• _Problem to work on_
The answer is a stretch of the material below, returned exactly: the line containing "if candidate == other", the line containing "match (a.is_addon(), b.is_addon())", and all lines between.
Content starts
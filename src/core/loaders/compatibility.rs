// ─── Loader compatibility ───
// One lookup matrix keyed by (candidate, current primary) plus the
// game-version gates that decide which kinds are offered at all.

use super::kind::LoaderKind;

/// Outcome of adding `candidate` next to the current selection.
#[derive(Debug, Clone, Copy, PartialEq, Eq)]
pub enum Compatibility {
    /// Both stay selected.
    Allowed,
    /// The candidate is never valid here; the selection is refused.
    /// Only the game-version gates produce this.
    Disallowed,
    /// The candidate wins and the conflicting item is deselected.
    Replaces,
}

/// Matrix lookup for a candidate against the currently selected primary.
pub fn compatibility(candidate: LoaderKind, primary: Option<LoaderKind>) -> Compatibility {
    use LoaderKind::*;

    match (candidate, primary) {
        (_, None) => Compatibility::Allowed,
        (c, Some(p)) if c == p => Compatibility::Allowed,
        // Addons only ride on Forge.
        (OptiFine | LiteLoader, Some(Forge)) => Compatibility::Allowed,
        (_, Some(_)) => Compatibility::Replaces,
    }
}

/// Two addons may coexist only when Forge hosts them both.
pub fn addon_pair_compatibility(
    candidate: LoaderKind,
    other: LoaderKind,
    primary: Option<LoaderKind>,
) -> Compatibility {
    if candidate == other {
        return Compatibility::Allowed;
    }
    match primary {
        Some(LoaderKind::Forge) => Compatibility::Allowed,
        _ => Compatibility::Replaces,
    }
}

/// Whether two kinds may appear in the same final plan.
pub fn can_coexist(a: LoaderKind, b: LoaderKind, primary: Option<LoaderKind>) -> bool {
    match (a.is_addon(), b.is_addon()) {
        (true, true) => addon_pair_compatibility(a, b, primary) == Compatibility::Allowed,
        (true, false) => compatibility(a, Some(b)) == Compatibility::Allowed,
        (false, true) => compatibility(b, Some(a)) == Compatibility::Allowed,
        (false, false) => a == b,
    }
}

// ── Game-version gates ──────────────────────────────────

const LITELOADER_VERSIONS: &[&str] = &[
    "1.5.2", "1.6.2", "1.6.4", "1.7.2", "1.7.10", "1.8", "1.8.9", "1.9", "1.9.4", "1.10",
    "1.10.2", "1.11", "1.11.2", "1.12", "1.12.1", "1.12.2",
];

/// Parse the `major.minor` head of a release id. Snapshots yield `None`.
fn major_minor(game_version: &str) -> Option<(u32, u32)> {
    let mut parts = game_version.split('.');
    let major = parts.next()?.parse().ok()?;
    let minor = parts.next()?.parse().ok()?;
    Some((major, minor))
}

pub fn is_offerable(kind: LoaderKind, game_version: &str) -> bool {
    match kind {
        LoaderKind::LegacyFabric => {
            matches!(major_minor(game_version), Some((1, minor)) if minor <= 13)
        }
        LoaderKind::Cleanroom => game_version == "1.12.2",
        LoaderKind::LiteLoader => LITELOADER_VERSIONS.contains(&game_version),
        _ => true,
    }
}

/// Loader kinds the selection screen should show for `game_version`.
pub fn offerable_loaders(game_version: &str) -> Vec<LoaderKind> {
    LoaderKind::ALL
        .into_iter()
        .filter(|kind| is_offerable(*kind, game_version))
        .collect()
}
Content ends
Content starts
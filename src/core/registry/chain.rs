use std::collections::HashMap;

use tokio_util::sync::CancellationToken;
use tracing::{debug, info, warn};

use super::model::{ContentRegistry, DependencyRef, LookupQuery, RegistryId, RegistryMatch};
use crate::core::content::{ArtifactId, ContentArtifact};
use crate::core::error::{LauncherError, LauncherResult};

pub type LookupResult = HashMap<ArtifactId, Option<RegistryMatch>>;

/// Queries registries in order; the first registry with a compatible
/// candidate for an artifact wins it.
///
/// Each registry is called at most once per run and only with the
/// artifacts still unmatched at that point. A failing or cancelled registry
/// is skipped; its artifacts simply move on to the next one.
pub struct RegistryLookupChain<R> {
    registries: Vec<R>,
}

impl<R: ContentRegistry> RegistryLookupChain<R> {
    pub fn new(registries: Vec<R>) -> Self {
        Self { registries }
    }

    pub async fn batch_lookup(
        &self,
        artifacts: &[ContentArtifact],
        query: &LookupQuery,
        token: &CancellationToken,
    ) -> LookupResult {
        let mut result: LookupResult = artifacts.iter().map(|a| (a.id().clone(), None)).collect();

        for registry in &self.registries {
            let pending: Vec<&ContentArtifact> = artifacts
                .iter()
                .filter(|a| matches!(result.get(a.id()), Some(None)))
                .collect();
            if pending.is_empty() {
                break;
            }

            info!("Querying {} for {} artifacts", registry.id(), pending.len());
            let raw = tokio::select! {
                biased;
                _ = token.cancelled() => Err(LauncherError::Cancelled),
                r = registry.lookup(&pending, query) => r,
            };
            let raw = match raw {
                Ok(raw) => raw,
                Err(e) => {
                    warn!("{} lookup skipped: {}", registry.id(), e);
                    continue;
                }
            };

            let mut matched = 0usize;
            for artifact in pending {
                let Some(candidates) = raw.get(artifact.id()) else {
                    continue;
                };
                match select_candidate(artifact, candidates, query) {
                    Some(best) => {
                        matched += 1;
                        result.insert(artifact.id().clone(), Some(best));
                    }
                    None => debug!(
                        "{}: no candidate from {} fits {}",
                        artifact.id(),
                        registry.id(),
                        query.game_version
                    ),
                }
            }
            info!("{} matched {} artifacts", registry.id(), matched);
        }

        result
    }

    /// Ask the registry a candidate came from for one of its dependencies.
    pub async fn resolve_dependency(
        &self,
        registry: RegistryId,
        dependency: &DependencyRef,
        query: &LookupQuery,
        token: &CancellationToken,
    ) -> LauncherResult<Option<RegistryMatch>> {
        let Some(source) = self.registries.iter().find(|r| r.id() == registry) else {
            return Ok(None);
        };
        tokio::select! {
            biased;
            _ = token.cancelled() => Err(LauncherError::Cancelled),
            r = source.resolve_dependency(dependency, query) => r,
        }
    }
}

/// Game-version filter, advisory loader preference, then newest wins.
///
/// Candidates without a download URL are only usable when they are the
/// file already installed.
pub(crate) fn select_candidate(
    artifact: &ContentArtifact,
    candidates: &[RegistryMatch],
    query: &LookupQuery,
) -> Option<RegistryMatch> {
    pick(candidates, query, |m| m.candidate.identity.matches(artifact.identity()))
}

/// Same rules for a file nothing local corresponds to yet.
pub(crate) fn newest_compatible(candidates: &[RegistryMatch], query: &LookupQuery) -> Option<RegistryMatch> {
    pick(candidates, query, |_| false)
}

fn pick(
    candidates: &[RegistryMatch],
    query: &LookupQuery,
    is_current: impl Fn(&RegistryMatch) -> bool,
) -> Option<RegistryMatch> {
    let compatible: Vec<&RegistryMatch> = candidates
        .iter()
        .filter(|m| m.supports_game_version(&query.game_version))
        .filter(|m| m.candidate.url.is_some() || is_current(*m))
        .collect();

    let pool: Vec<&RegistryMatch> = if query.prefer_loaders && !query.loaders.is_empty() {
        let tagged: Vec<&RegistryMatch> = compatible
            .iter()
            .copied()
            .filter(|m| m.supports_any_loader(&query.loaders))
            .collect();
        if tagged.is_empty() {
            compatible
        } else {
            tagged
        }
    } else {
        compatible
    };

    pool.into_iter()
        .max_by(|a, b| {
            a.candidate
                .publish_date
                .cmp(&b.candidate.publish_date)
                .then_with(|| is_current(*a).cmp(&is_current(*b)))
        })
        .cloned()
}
Content ends
• _Solution_
    if candidate == other {
        return Compatibility::Allowed;
    }
    match primary {
        Some(LoaderKind::Forge) => Compatibility::Allowed,
        _ => Compatibility::Replaces,
    }
}

/// Whether two kinds may appear in the same final plan.
pub fn can_coexist(a: LoaderKind, b: LoaderKind, primary: Option<LoaderKind>) -> bool {
    match (a.is_addon(), b.is_addon()) {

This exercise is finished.